RECORDS FOR THE EXERCISE:
//! Change-request routes

use std::sync::Arc;

use axum::extract::{Path, Query, State};
use axum::http::HeaderMap;
use axum::response::Json;
use edictflow_core::model::{ChangeRequest, ChangeStatus};
use serde::Deserialize;

use crate::error::Result;
use crate::AppState;

#[derive(Debug, Default, Deserialize)]
pub struct ChangeQuery {
    #[serde(default)]
    pub status: Option<ChangeStatus>,
}

pub async fn list_changes(
    State(state): State<Arc<AppState>>,
    headers: HeaderMap,
    Query(query): Query<ChangeQuery>,
) -> Result<Json<Vec<ChangeRequest>>> {
    state.identify(&headers)?;
    Ok(Json(state.controller.changes().list(query.status)?))
}

pub async fn get_change(
    State(state): State<Arc<AppState>>,
    headers: HeaderMap,
    Path(change_id): Path<String>,
) -> Result<Json<ChangeRequest>> {
    state.identify(&headers)?;
    Ok(Json(state.controller.changes().get(&change_id)?))
}

pub async fn approve_change(
    State(state): State<Arc<AppState>>,
    headers: HeaderMap,
    Path(change_id): Path<String>,
) -> Result<Json<ChangeRequest>> {
    let caller = state.identify(&headers)?;
    Ok(Json(
        state.controller.changes().approve(&change_id, &caller.user_id)?,
    ))
}

pub async fn reject_change(
    State(state): State<Arc<AppState>>,
    headers: HeaderMap,
    Path(change_id): Path<String>,
) -> Result<Json<ChangeRequest>> {
    let caller = state.identify(&headers)?;
    Ok(Json(
        state.controller.changes().reject(&change_id, &caller.user_id)?,
    ))
}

INSTRUCTIONS FOR THE TASK: Copy the material above exactly. Include every line.

WRITTEN ANSWER:
//! Change-request routes

use std::sync::Arc;

use axum::extract::{Path, Query, State};
use axum::http::HeaderMap;
use axum::response::Json;
use edictflow_core::model::{ChangeRequest, ChangeStatus};
use serde::Deserialize;

use crate::error::Result;
use crate::AppState;

#[derive(Debug, Default, Deserialize)]
pub struct ChangeQuery {
    #[serde(default)]
    pub status: Option<ChangeStatus>,
}

pub async fn list_changes(
    State(state): State<Arc<AppState>>,
    headers: HeaderMap,
    Query(query): Query<ChangeQuery>,
) -> Result<Json<Vec<ChangeRequest>>> {
    state.identify(&headers)?;
    Ok(Json(state.controller.changes().list(query.status)?))
}

pub async fn get_change(
    State(state): State<Arc<AppState>>,
    headers: HeaderMap,
    Path(change_id): Path<String>,
) -> Result<Json<ChangeRequest>> {
    state.identify(&headers)?;
    Ok(Json(state.controller.changes().get(&change_id)?))
}

pub async fn approve_change(
    State(state): State<Arc<AppState>>,
    headers: HeaderMap,
    Path(change_id): Path<String>,
) -> Result<Json<ChangeRequest>> {
    let caller = state.identify(&headers)?;
    Ok(Json(
        state.controller.changes().approve(&change_id, &caller.user_id)?,
    ))
}

pub async fn reject_change(
    State(state): State<Arc<AppState>>,
    headers: HeaderMap,
    Path(change_id): Path<String>,
) -> Result<Json<ChangeRequest>> {
    let caller = state.identify(&headers)?;
    Ok(Json(
        state.controller.changes().reject(&change_id, &caller.user_id)?,
    ))
}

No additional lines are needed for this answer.